Холланд будто застрял между двумя своими обликами. Жутковатое зрелище.

Он привалился плечами к холодной стене, но, если ему и было зябко, вида он не подавал. Келл почувствовал остатки подавляющего заклинания, которое когда-то наложил Атос Дан. Эту печать разрушил сам Келл, когда вогнал штырь в грудь антари. А потом он заметил паутину шрамов, испещрявших тело Холланда. В них был некий порядок, как будто тот, кто их вырезал, трудился намеренно. Методично. Келл по себе знал, как легко выздоравливают антари. Чтобы оставить такие шрамы, раны должны быть очень глубокими.

В конце концов молчание нарушил Холланд.
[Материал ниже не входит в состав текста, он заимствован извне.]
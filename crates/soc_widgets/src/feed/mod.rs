//! Synthetic event feeds.
//!
//! A [`Feed`] owns an [`EventSource`] and, while attached, a background worker that asks the
//! source for a new event once per cadence and delivers it over a channel. Widgets drain the
//! channel once per frame, so all buffer mutation stays on the UI thread.

mod source;
mod worker;

pub use source::{EventSource, ScriptedSource};
pub use worker::Feed;
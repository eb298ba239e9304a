use egui::{vec2, Align, Layout, Response, RichText, ScrollArea, Sense, Ui, Widget};

use super::{card, heading, muted};
use crate::clock::{format_hms, CLOCK_PLACEHOLDER};
use crate::colors::StatusColor;
use crate::feed::EventSource;
use crate::timeline::{NetworkTimeline, TimelineEvent, TrafficKind, TIMELINE_TICK};

const BLOCK_SIZE: egui::Vec2 = vec2(24.0, 32.0);

/// Rolling row of traffic blocks, oldest on the left.
pub struct TimelineView<'a, S>
where
    S: EventSource<Event = TimelineEvent>,
{
    timeline: &'a mut NetworkTimeline<S>,
}

impl<'a, S> TimelineView<'a, S>
where
    S: EventSource<Event = TimelineEvent> + 'static,
{
    pub fn new(timeline: &'a mut NetworkTimeline<S>) -> Self {
        Self { timeline }
    }
}

fn block_color(kind: TrafficKind) -> StatusColor {
    match kind {
        TrafficKind::Success => StatusColor::Safe,
        TrafficKind::Blocked => StatusColor::Critical,
    }
}

impl<S> Widget for TimelineView<'_, S>
where
    S: EventSource<Event = TimelineEvent> + 'static,
{
    fn ui(self, ui: &mut Ui) -> Response {
        self.timeline.pump();
        let buffer = self.timeline.buffer();
        let counts = buffer.counts();
        let window_secs = TIMELINE_TICK.as_secs() * buffer.capacity() as u64;

        card(ui, |ui| {
            ui.horizontal(|ui| {
                ui.vertical(|ui| {
                    heading(ui, format!("NETWORK ACTIVITY - Last {window_secs} seconds"));
                    ui.label(muted(
                        ui,
                        "Green blocks = Normal traffic | Red blocks = Attack (Blocked)",
                    ));
                });
                ui.with_layout(Layout::right_to_left(Align::Center), |ui| {
                    ui.label(muted(ui, format!("Blocked: {}", counts.blocked)));
                    ui.label(RichText::new("■").color(StatusColor::Critical.color32()));
                    ui.add_space(12.0);
                    ui.label(muted(ui, format!("Success: {}", counts.success)));
                    ui.label(RichText::new("■").color(StatusColor::Safe.color32()));
                });
            });
            ui.add_space(8.0);

            ScrollArea::horizontal()
                .id_salt("timeline_blocks")
                .show(ui, |ui| {
                    ui.horizontal(|ui| {
                        ui.spacing_mut().item_spacing.x = 4.0;
                        for event in buffer.iter() {
                            let (rect, resp) = ui.allocate_exact_size(BLOCK_SIZE, Sense::hover());
                            let mut fill = block_color(event.kind).color32();
                            if resp.hovered() {
                                fill = fill.gamma_multiply(0.8);
                            }
                            ui.painter().rect_filled(rect, 2.0, fill);
                            resp.on_hover_text(format!(
                                "{}\n{}",
                                format_hms(event.at),
                                event.kind.description()
                            ));
                        }
                    });
                });

            ui.add_space(4.0);
            let first = buffer
                .oldest()
                .map_or_else(|| CLOCK_PLACEHOLDER.to_string(), |e| format_hms(e.at));
            let last = buffer
                .newest()
                .map_or_else(|| CLOCK_PLACEHOLDER.to_string(), |e| format_hms(e.at));
            ui.horizontal(|ui| {
                ui.label(muted(ui, first).monospace());
                ui.with_layout(Layout::right_to_left(Align::Center), |ui| {
                    ui.label(muted(ui, last).monospace());
                    ui.centered_and_justified(|ui| {
                        ui.label(muted(ui, "Rolling timeline (newest on right)"));
                    });
                });
            });
        })
        .response
    }
}
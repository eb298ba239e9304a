use std::io;
use std::path::PathBuf;

use thiserror::Error;

#[derive(Debug, Error)]
pub enum SettingsError {
    #[error("failed to read settings from {}: {source}", path.display())]
    Io {
        path: PathBuf,
        #[source]
        source: io::Error,
    },
    #[error("invalid settings in {}: {source}", path.display())]
    Parse {
        path: PathBuf,
        #[source]
        source: serde_json::Error,
    },
}
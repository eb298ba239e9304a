use core::time::Duration;

use egui::{FontId, Pos2, Rect, Ui};

use crate::metrics::FrameStats;
use crate::ui_consts::{DEBUG_MONO_FONT_SIZE, UI_MARGIN};

/// Snapshot of what the overlay prints, gathered by the app each frame.
pub struct DebugInfo<'a> {
    pub stats: &'a FrameStats,
    pub feeds: [(&'static str, bool); 2],
    pub timeline_len: usize,
    pub logs_len: usize,
    pub threat_hold: Option<Duration>,
}

pub fn lines(info: &DebugInfo<'_>) -> Vec<String> {
    let mut lines = vec![format!("FPS: {:.1}", info.stats.fps())];
    for (label, attached) in info.feeds {
        let state = if attached { "running" } else { "paused" };
        lines.push(format!("{label}: {state}"));
    }
    lines.push(format!("Timeline: {}", info.timeline_len));
    lines.push(format!("Logs: {}", info.logs_len));
    match info.threat_hold {
        Some(left) => lines.push(format!("Threat hold: {:.1}s", left.as_secs_f32())),
        None => lines.push("Threat hold: -".to_string()),
    }
    lines
}

pub fn render(ui: &mut Ui, info: &DebugInfo<'_>) {
    let text = lines(info).join("\n");

    let text_color = ui.style().visuals.strong_text_color();
    let panel_rect: Rect = ui.max_rect();
    let font_id = FontId::monospace(DEBUG_MONO_FONT_SIZE);
    let galley = ui.fonts(|f| f.layout_no_wrap(text, font_id, text_color));
    let pos = Pos2::new(
        panel_rect.right() - UI_MARGIN - galley.size().x,
        panel_rect.top() + UI_MARGIN,
    );
    let painter = ui.painter_at(panel_rect);
    painter.galley(pos, galley, text_color);
}
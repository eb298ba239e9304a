// Dashboard settings, optionally loaded from a JSON file next to the binary's working directory

use core::time::Duration;
use std::fs;
use std::io;
use std::path::Path;

use log::{info, warn};
use serde::{Deserialize, Serialize};
use soc_widgets::{
    DistributionSlice, LatencySample, LogCatalog, MetricEntry, DEFAULT_BLOCKED_PROBABILITY,
    LOG_TICK, TIMELINE_CAPACITY, TIMELINE_TICK,
};

use crate::error::SettingsError;

pub const SETTINGS_FILE: &str = "soc-dashboard.json";

// Logs panel
#[derive(Debug, Clone, PartialEq, Serialize, Deserialize)]
#[serde(default)]
pub struct SettingsLogs {
    pub max_visible: usize,
    pub tick_ms: u64,
    pub catalog: LogCatalog,
}

impl Default for SettingsLogs {
    fn default() -> Self {
        Self {
            max_visible: 15,
            tick_ms: LOG_TICK.as_millis() as u64,
            catalog: LogCatalog::default(),
        }
    }
}

// Network timeline
#[derive(Debug, Clone, PartialEq, Serialize, Deserialize)]
#[serde(default)]
pub struct SettingsTimeline {
    pub capacity: usize,
    pub tick_ms: u64,
    pub blocked_probability: f64,
}

impl Default for SettingsTimeline {
    fn default() -> Self {
        Self {
            capacity: TIMELINE_CAPACITY,
            tick_ms: TIMELINE_TICK.as_millis() as u64,
            blocked_probability: DEFAULT_BLOCKED_PROBABILITY,
        }
    }
}

// Sample data shown instead of the built-in defaults
#[derive(Debug, Clone, Default, PartialEq, Serialize, Deserialize)]
#[serde(default)]
pub struct SettingsData {
    pub metrics: Option<Vec<MetricEntry>>,
    pub distribution: Option<Vec<DistributionSlice>>,
    pub latency: Option<Vec<LatencySample>>,
}

#[derive(Debug, Clone, PartialEq, Serialize, Deserialize)]
#[serde(default)]
pub struct DashboardSettings {
    pub title: String,
    pub subtitle: String,
    /// Seeds every synthetic feed; random when absent.
    pub seed: Option<u64>,
    pub logs: SettingsLogs,
    pub timeline: SettingsTimeline,
    pub data: SettingsData,
}

impl Default for DashboardSettings {
    fn default() -> Self {
        Self {
            title: "Azercell CSCI".to_string(),
            subtitle: "Security Operations Center".to_string(),
            seed: None,
            logs: SettingsLogs::default(),
            timeline: SettingsTimeline::default(),
            data: SettingsData::default(),
        }
    }
}

impl DashboardSettings {
    pub fn from_json(text: &str, path: &Path) -> Result<Self, SettingsError> {
        serde_json::from_str(text).map_err(|source| SettingsError::Parse {
            path: path.to_path_buf(),
            source,
        })
    }

    /// `Ok(None)` when the file does not exist.
    pub fn load(path: &Path) -> Result<Option<Self>, SettingsError> {
        match fs::read_to_string(path) {
            Ok(text) => Self::from_json(&text, path).map(Some),
            Err(err) if err.kind() == io::ErrorKind::NotFound => Ok(None),
            Err(source) => Err(SettingsError::Io {
                path: path.to_path_buf(),
                source,
            }),
        }
    }

    /// Never fails: problems are logged and the defaults used instead.
    pub fn load_or_default(path: &Path) -> Self {
        match Self::load(path) {
            Ok(Some(settings)) => {
                info!("settings loaded from {}", path.display());
                settings
            }
            Ok(None) => {
                info!("no {} found, using default settings", path.display());
                Self::default()
            }
            Err(err) => {
                warn!("{err}; using default settings");
                Self::default()
            }
        }
    }

    pub fn log_tick(&self) -> Duration {
        Duration::from_millis(self.logs.tick_ms.max(1))
    }

    pub fn timeline_tick(&self) -> Duration {
        Duration::from_millis(self.timeline.tick_ms.max(1))
    }
}

#[cfg(test)]
mod tests {
    use super::*;

    #[test]
    fn test_defaults_match_dashboard_layout() {
        let s = DashboardSettings::default();
        assert_eq!(s.logs.max_visible, 15);
        assert_eq!(s.timeline.capacity, 30);
        assert_eq!(s.log_tick(), Duration::from_secs(2));
        assert_eq!(s.timeline_tick(), Duration::from_secs(1));
        assert_eq!(s.timeline.blocked_probability, 0.15);
    }

    #[test]
    fn test_partial_json_fills_in_defaults() {
        let s = DashboardSettings::from_json(
            r#"{ "seed": 42, "logs": { "max_visible": 5 } }"#,
            Path::new("inline.json"),
        )
        .unwrap();
        assert_eq!(s.seed, Some(42));
        assert_eq!(s.logs.max_visible, 5);
        assert_eq!(s.logs.tick_ms, 2000);
        assert_eq!(s.logs.catalog.kinds.len(), 10);
        assert_eq!(s.title, "Azercell CSCI");
    }

    #[test]
    fn test_data_overrides_parse() {
        let s = DashboardSettings::from_json(
            r#"{
                "data": {
                    "latency": [{ "index": 1, "latency_ms": 250 }],
                    "metrics": [{ "id": "requests", "label": "Requests", "value": 10, "color": "blue" }]
                }
            }"#,
            Path::new("inline.json"),
        )
        .unwrap();
        assert_eq!(s.data.latency.as_ref().map(Vec::len), Some(1));
        let metrics = s.data.metrics.unwrap();
        assert_eq!(metrics[0].trend, None);
        assert_eq!(s.data.distribution, None);
    }

    #[test]
    fn test_parse_error_names_the_file() {
        let err = DashboardSettings::from_json("{ nope", Path::new("broken.json")).unwrap_err();
        assert!(matches!(err, SettingsError::Parse { .. }));
        assert!(err.to_string().starts_with("invalid settings in broken.json"));
    }

    #[test]
    fn test_zero_ticks_are_clamped() {
        let mut s = DashboardSettings::default();
        s.logs.tick_ms = 0;
        assert_eq!(s.log_tick(), Duration::from_millis(1));
    }
}
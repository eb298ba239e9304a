use core::time::Duration;
use web_time::Instant;

/// A value that holds for a fixed duration after it was set.
///
/// All queries take an explicit `now` so callers (and tests) control the clock.
/// Setting a new value replaces the previous one and restarts the countdown.
#[derive(Debug, Clone)]
pub struct TimedFlag<T> {
    ttl: Duration,
    slot: Option<(T, Instant)>,
}

impl<T> TimedFlag<T> {
    pub fn new(ttl: Duration) -> Self {
        Self { ttl, slot: None }
    }

    pub fn set(&mut self, value: T, now: Instant) {
        self.slot = Some((value, now));
    }

    /// The value if it has not expired at `now`.
    pub fn get(&self, now: Instant) -> Option<&T> {
        match &self.slot {
            Some((v, at)) if now.saturating_duration_since(*at) < self.ttl => Some(v),
            _ => None,
        }
    }

    pub fn is_set(&self, now: Instant) -> bool {
        self.get(now).is_some()
    }

    /// Time left before expiry, `None` once expired or never set.
    pub fn remaining(&self, now: Instant) -> Option<Duration> {
        let (_, at) = self.slot.as_ref()?;
        self.ttl.checked_sub(now.saturating_duration_since(*at)).filter(|d| !d.is_zero())
    }

    /// Drops an expired value and hands it back.
    pub fn take_expired(&mut self, now: Instant) -> Option<T> {
        let expired = matches!(
            &self.slot,
            Some((_, at)) if now.saturating_duration_since(*at) >= self.ttl
        );
        if expired {
            self.slot.take().map(|(v, _)| v)
        } else {
            None
        }
    }
}

#[cfg(test)]
mod tests {
    use super::*;

    #[test]
    fn test_expires_after_ttl() {
        let t0 = Instant::now();
        let mut f = TimedFlag::new(Duration::from_secs(2));
        f.set("demo", t0);

        assert_eq!(f.get(t0), Some(&"demo"));
        assert!(f.is_set(t0 + Duration::from_millis(1999)));
        assert!(!f.is_set(t0 + Duration::from_secs(2)));
        assert_eq!(f.remaining(t0 + Duration::from_millis(500)), Some(Duration::from_millis(1500)));
        assert_eq!(f.remaining(t0 + Duration::from_millis(2500)), None);
    }

    #[test]
    fn test_new_value_restarts_countdown() {
        let t0 = Instant::now();
        let mut f = TimedFlag::new(Duration::from_millis(100));
        f.set(1, t0);
        f.set(2, t0 + Duration::from_millis(80));

        assert_eq!(f.get(t0 + Duration::from_millis(150)), Some(&2));
        assert_eq!(f.take_expired(t0 + Duration::from_millis(150)), None);
        assert_eq!(f.take_expired(t0 + Duration::from_millis(180)), Some(2));
        assert!(!f.is_set(t0 + Duration::from_millis(180)));
    }
}
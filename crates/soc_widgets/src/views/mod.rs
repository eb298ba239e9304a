//! egui widgets for each dashboard panel.
//!
//! Every view borrows the state it renders, the same way the panel state is owned by the
//! application and handed to a view once per frame. Views that front a feed pump it before
//! drawing.

mod attack_buttons;
mod charts;
mod header;
mod logs_panel;
mod metrics_grid;
mod timeline;

pub use attack_buttons::AttackButtons;
pub use charts::ChartsView;
pub use header::{HeaderOutput, HeaderState, HeaderView};
pub use logs_panel::LogsView;
pub use metrics_grid::MetricsGridView;
pub use timeline::TimelineView;

use egui::{Color32, Frame, InnerResponse, RichText, Ui};

pub(crate) const CARD_RADIUS: f32 = 8.0;
pub(crate) const CARD_PADDING: f32 = 16.0;
pub(crate) const HEADING_SIZE: f32 = 16.0;

/// Bordered panel background shared by all views.
pub(crate) fn card<R>(ui: &mut Ui, add_contents: impl FnOnce(&mut Ui) -> R) -> InnerResponse<R> {
    let visuals = ui.visuals();
    Frame::new()
        .fill(visuals.faint_bg_color)
        .stroke(visuals.widgets.noninteractive.bg_stroke)
        .corner_radius(CARD_RADIUS)
        .inner_margin(CARD_PADDING)
        .show(ui, |ui| {
            ui.set_width(ui.available_width());
            add_contents(ui)
        })
}

pub(crate) fn heading(ui: &mut Ui, text: impl Into<String>) {
    ui.label(RichText::new(text).size(HEADING_SIZE).strong());
}

pub(crate) fn muted(ui: &Ui, text: impl Into<String>) -> RichText {
    RichText::new(text).small().color(ui.visuals().weak_text_color())
}

/// Small colored pill with a dot, used for status badges.
pub(crate) fn badge(ui: &mut Ui, text: &str, color: Color32, tint: Color32) {
    Frame::new()
        .fill(tint)
        .stroke((1.0, color))
        .corner_radius(CARD_RADIUS)
        .inner_margin(egui::Margin::symmetric(10, 4))
        .show(ui, |ui| {
            ui.horizontal(|ui| {
                ui.label(RichText::new("●").color(color));
                ui.label(RichText::new(text).strong().color(color));
            });
        });
}
use egui::{Button, Color32, Response, RichText, Stroke, Ui, Widget};
use log::info;
use web_time::Instant;

use super::{card, heading, muted};
use crate::attack::{AttackPanel, ScenarioSink, SCENARIOS};

/// Row of scenario buttons.
///
/// Clicking a button marks it active and executing on the borrowed [`AttackPanel`] and forwards
/// the scenario id to the sink, if one is set. Nothing happens while the panel is disabled.
pub struct AttackButtons<'a> {
    panel: &'a mut AttackPanel,
    sink: Option<&'a dyn ScenarioSink>,
}

impl<'a> AttackButtons<'a> {
    pub fn new(panel: &'a mut AttackPanel) -> Self {
        Self { panel, sink: None }
    }

    pub fn with_sink(mut self, sink: &'a dyn ScenarioSink) -> Self {
        self.sink = Some(sink);
        self
    }
}

impl Widget for AttackButtons<'_> {
    fn ui(self, ui: &mut Ui) -> Response {
        let now = Instant::now();
        let pulse = (ui.input(|i| i.time) * 6.0).sin() as f32 * 0.5 + 0.5;
        let ring = ui.visuals().selection.stroke.color;
        let enabled = !self.panel.is_disabled();

        let resp = card(ui, |ui| {
            heading(ui, "ATTACK SCENARIOS - Choose & Execute");
            ui.add_space(8.0);

            ui.horizontal_wrapped(|ui| {
                for scenario in &SCENARIOS {
                    let mut fill = scenario.fill.color32();
                    if self.panel.is_executing(scenario.id, now) {
                        fill = fill.gamma_multiply(0.55 + 0.45 * pulse);
                    }
                    let stroke = if self.panel.is_active(scenario.id) {
                        Stroke::new(2.0, ring)
                    } else {
                        Stroke::NONE
                    };
                    let text = RichText::new(format!("{} {}", scenario.icon, scenario.label))
                        .strong()
                        .color(Color32::WHITE);
                    let clicked = ui
                        .add_enabled(enabled, Button::new(text).fill(fill).stroke(stroke))
                        .clicked();

                    if clicked && self.panel.activate(scenario.id, now) {
                        info!("attack scenario selected: {}", scenario.id);
                        if let Some(sink) = self.sink {
                            sink.send(scenario.id);
                        }
                    }
                }
            });

            ui.add_space(8.0);
            ui.separator();
            ui.label(muted(
                ui,
                "💡 Click any button to simulate an attack scenario and see real-time detection.",
            ));
        })
        .response;

        if self.panel.executing(now).is_some() {
            ui.ctx().request_repaint();
        }
        resp
    }
}
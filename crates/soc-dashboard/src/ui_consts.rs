// Shared margins
pub const UI_MARGIN: f32 = 10.0;

// Vertical gap between dashboard rows
pub const SECTION_SPACING: f32 = 16.0;

// Text sizes
pub const DEBUG_MONO_FONT_SIZE: f32 = 13.0; // debug overlay monospace

// Panels specific
pub const METRIC_COLUMNS: usize = 3;
pub const CHARTS_SHARE: f32 = 2.0 / 3.0; // charts take two thirds of the bottom row
pub const LOGS_MAX_HEIGHT: f32 = 640.0;
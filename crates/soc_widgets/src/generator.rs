use chrono::NaiveTime;
use rand::rngs::StdRng;
use rand::{Rng, SeedableRng};
use serde::{Deserialize, Serialize};

use crate::feed::EventSource;
use crate::logs::{LogEntry, Severity};
use crate::timeline::{TimelineEvent, TrafficKind, DEFAULT_BLOCKED_PROBABILITY};

/// Random draws shared by every synthetic feed.
///
/// Each feed owns its own generator; forking from one seeded root keeps a whole dashboard
/// reproducible.
#[derive(Debug, Clone)]
pub struct SyntheticGenerator {
    rng: StdRng,
}

impl SyntheticGenerator {
    pub fn from_entropy() -> Self {
        Self {
            rng: StdRng::from_os_rng(),
        }
    }

    pub fn seeded(seed: u64) -> Self {
        Self {
            rng: StdRng::seed_from_u64(seed),
        }
    }

    /// Independent child generator derived from this one.
    pub fn fork(&mut self) -> Self {
        Self {
            rng: StdRng::from_rng(&mut self.rng),
        }
    }

    /// `true` with probability `p` (clamped to `0..=1`).
    pub fn chance(&mut self, p: f64) -> bool {
        self.rng.random::<f64>() < p.clamp(0.0, 1.0)
    }

    pub fn pick<'a, T>(&mut self, items: &'a [T]) -> Option<&'a T> {
        if items.is_empty() {
            return None;
        }
        items.get(self.rng.random_range(0..items.len()))
    }

    /// Address octet in `0..255`.
    pub fn octet(&mut self) -> u8 {
        self.rng.random_range(0..255)
    }
}

/// Success/blocked traffic blocks for the network timeline.
#[derive(Debug, Clone)]
pub struct TimelineSource {
    gen: SyntheticGenerator,
    blocked_probability: f64,
}

impl TimelineSource {
    pub fn new(gen: SyntheticGenerator) -> Self {
        Self {
            gen,
            blocked_probability: DEFAULT_BLOCKED_PROBABILITY,
        }
    }

    pub fn with_blocked_probability(mut self, p: f64) -> Self {
        self.blocked_probability = p;
        self
    }
}

impl EventSource for TimelineSource {
    type Event = TimelineEvent;

    fn next_event(&mut self, at: NaiveTime) -> TimelineEvent {
        let kind = if self.gen.chance(self.blocked_probability) {
            TrafficKind::Blocked
        } else {
            TrafficKind::Success
        };
        TimelineEvent { at, kind }
    }
}

/// Labels and severities a [`LogSource`] draws from.
#[derive(Debug, Clone, PartialEq, Eq, Serialize, Deserialize)]
pub struct LogCatalog {
    pub kinds: Vec<String>,
    pub severities: Vec<Severity>,
}

impl Default for LogCatalog {
    fn default() -> Self {
        Self {
            kinds: [
                "SQL Injection Attempt",
                "XSS Attack Detected",
                "DDoS Wave Incoming",
                "Credential Stuffing",
                "Malware Signature Match",
                "Suspicious Login",
                "Rate Limit Exceeded",
                "Invalid SSL Certificate",
                "Bot Traffic Detected",
                "Brute Force Attempt",
            ]
            .into_iter()
            .map(String::from)
            .collect(),
            severities: Severity::ALL.to_vec(),
        }
    }
}

/// Security log lines for the logs panel.
#[derive(Debug, Clone)]
pub struct LogSource {
    gen: SyntheticGenerator,
    catalog: LogCatalog,
    next_id: u64,
}

impl LogSource {
    const FALLBACK_KIND: &'static str = "Unclassified Event";

    pub fn new(gen: SyntheticGenerator) -> Self {
        Self::with_catalog(gen, LogCatalog::default())
    }

    pub fn with_catalog(gen: SyntheticGenerator, catalog: LogCatalog) -> Self {
        Self {
            gen,
            catalog,
            next_id: 0,
        }
    }

    /// Ids handed out from now on start at `id`.
    pub fn continue_ids_from(&mut self, id: u64) {
        self.next_id = self.next_id.max(id);
    }

    pub fn catalog(&self) -> &LogCatalog {
        &self.catalog
    }
}

impl EventSource for LogSource {
    type Event = LogEntry;

    fn next_event(&mut self, at: NaiveTime) -> LogEntry {
        let kind = self
            .gen
            .pick(&self.catalog.kinds)
            .cloned()
            .unwrap_or_else(|| Self::FALLBACK_KIND.to_string());
        let severity = self
            .gen
            .pick(&self.catalog.severities)
            .copied()
            .unwrap_or(Severity::Info);
        let (a, b) = (self.gen.octet(), self.gen.octet());

        let id = self.next_id;
        self.next_id += 1;

        LogEntry {
            id,
            at,
            details: format!("Request from IP 192.168.{a}.{b} - {}", kind.to_lowercase()),
            additional_info: Some(format!("Action: {}", severity.action())),
            kind,
            severity,
        }
    }

    fn continue_after(&mut self, seeded: &[LogEntry]) {
        if let Some(max) = seeded.iter().map(|e| e.id).max() {
            self.continue_ids_from(max + 1);
        }
    }
}

#[cfg(test)]
mod tests {
    use super::*;

    fn at() -> NaiveTime {
        NaiveTime::from_hms_opt(14, 30, 0).unwrap()
    }

    #[test]
    fn test_seeded_generators_repeat() {
        let mut a = LogSource::new(SyntheticGenerator::seeded(7));
        let mut b = LogSource::new(SyntheticGenerator::seeded(7));
        for _ in 0..50 {
            assert_eq!(a.next_event(at()), b.next_event(at()));
        }
    }

    #[test]
    fn test_log_entry_shape() {
        let mut src = LogSource::new(SyntheticGenerator::seeded(1));
        let catalog = src.catalog().clone();
        for expected_id in 0..100 {
            let e = src.next_event(at());
            assert_eq!(e.id, expected_id);
            assert_eq!(e.at, at());
            assert!(catalog.kinds.contains(&e.kind));
            assert!(e.details.starts_with("Request from IP 192.168."));
            assert!(e.details.ends_with(&e.kind.to_lowercase()));
            let expected = if e.severity == Severity::Blocked {
                "Action: Blocked & Logged"
            } else {
                "Action: Monitored"
            };
            assert_eq!(e.additional_info.as_deref(), Some(expected));
        }
    }

    #[test]
    fn test_empty_catalog_falls_back() {
        let catalog = LogCatalog {
            kinds: vec![],
            severities: vec![],
        };
        let mut src = LogSource::with_catalog(SyntheticGenerator::seeded(3), catalog);
        let e = src.next_event(at());
        assert_eq!(e.kind, "Unclassified Event");
        assert_eq!(e.severity, Severity::Info);
    }

    #[test]
    fn test_blocked_probability_extremes() {
        let mut never = TimelineSource::new(SyntheticGenerator::seeded(5)).with_blocked_probability(0.0);
        let mut always = TimelineSource::new(SyntheticGenerator::seeded(5)).with_blocked_probability(1.0);
        for _ in 0..200 {
            assert_eq!(never.next_event(at()).kind, TrafficKind::Success);
            assert_eq!(always.next_event(at()).kind, TrafficKind::Blocked);
        }
    }

    #[test]
    fn test_blocked_rate_is_roughly_fifteen_percent() {
        let mut src = TimelineSource::new(SyntheticGenerator::seeded(11));
        let blocked = (0..10_000)
            .filter(|_| src.next_event(at()).kind == TrafficKind::Blocked)
            .count();
        assert!((1200..1800).contains(&blocked), "blocked = {blocked}");
    }

    #[test]
    fn test_continue_ids_never_goes_backwards() {
        let mut src = LogSource::new(SyntheticGenerator::seeded(2));
        src.continue_ids_from(40);
        assert_eq!(src.next_event(at()).id, 40);
        src.continue_ids_from(10);
        assert_eq!(src.next_event(at()).id, 41);
    }
}
use egui::Color32;
use serde::{Deserialize, Serialize};

/// Named palette shared by cards, badges, buttons and log rows.
#[derive(Debug, Clone, Copy, PartialEq, Eq, Hash, Serialize, Deserialize)]
#[serde(rename_all = "snake_case")]
pub enum StatusColor {
    Critical,
    High,
    Normal,
    Safe,
    Blue,
    LightBlue,
    Purple,
    Slate,
}

impl StatusColor {
    pub const fn color32(self) -> Color32 {
        match self {
            StatusColor::Critical => Color32::from_rgb(0xEF, 0x44, 0x44),
            StatusColor::High => Color32::from_rgb(0xF9, 0x73, 0x16),
            StatusColor::Normal => Color32::from_rgb(0xF5, 0x9E, 0x0B),
            StatusColor::Safe => Color32::from_rgb(0x22, 0xC5, 0x5E),
            StatusColor::Blue => Color32::from_rgb(0x60, 0xA5, 0xFA),
            StatusColor::LightBlue => Color32::from_rgb(0x93, 0xC5, 0xFD),
            StatusColor::Purple => Color32::from_rgb(0x93, 0x33, 0xEA),
            StatusColor::Slate => Color32::from_rgb(0x47, 0x55, 0x69),
        }
    }

    /// Translucent variant for backgrounds behind text of this color.
    pub fn tint(self, alpha: u8) -> Color32 {
        let c = self.color32();
        Color32::from_rgba_unmultiplied(c.r(), c.g(), c.b(), alpha)
    }
}

impl From<StatusColor> for Color32 {
    fn from(c: StatusColor) -> Self {
        c.color32()
    }
}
Через повязку он не видел Келла, но, должно быть, почувствовал, что это он, так как в голосе антари прозвучало презрение.

– Пришел отомстить?

Келл медленно вздохнул, собираясь с мыслями.

– Уйдите, – велел он стражникам.

Они застыли в неуверенности, переводя взгляд с одного антари на другого. Один без колебаний шагнул назад, двое занервничали, третьему явно не хотелось упускать разговор.

– Это приказ короля, – добавил Келл, и стражники наконец удалились, а с ними и лязг оружия и топот сапог.

– Они знают? – спросил Холланд, разминая изуродованные пальцы. В его голове уже не слышалось отзвуков Осарона, лишь знакомый мрачноватый тон. – Что ты их бросил? Что пришел ко мне в замок по собственной воле?

Келл шевельнул рукой, и цепи натянулись, плотнее прижав Холланда к стене. Но это ни к чему не привело – голос белого антари оставался холодным и бесстрастным.

– Догадываюсь, что нет.

Даже сквозь повязку Келл чувствовал на себе взгляд Холланда. Чернота его левого глаза схлестнулась с чернотой правого глаза Келла.

Он изо всех сил постарался говорить с королевским достоинством.

– Ты расскажешь мне все, что знаешь об Осароне.

Насмешливо сверкнули зубы.

– И тогда ты меня отпустишь?

– Что он такое?

Долгая пауза. Келл подумал, что придется вырывать ответы силой. Но наконец Холланд ответил:

– Осхок.

Это слово было знакомо Келлу. На махтанском языке так называли демона, но вообще оно обозначало осколок воплощенной магии.

– Какие у него слабости?

– Не знаю.

– Как его остановить?

– Никак. – Холланд шевельнул цепями. – Теперь мы квиты?

– Квиты? – взъярился Келл. – Даже если бы я закрыл глаза на те зверства, которые ты творил в правление Данов, это не меняет того факта, что именно ты выпустил осхока на свободу. Ты злоумышлял против Красного Лондона. Обманом заманил меня в свой город. Связал меня, пытал, намеренно лишил магии, чуть не убив этим моего брата.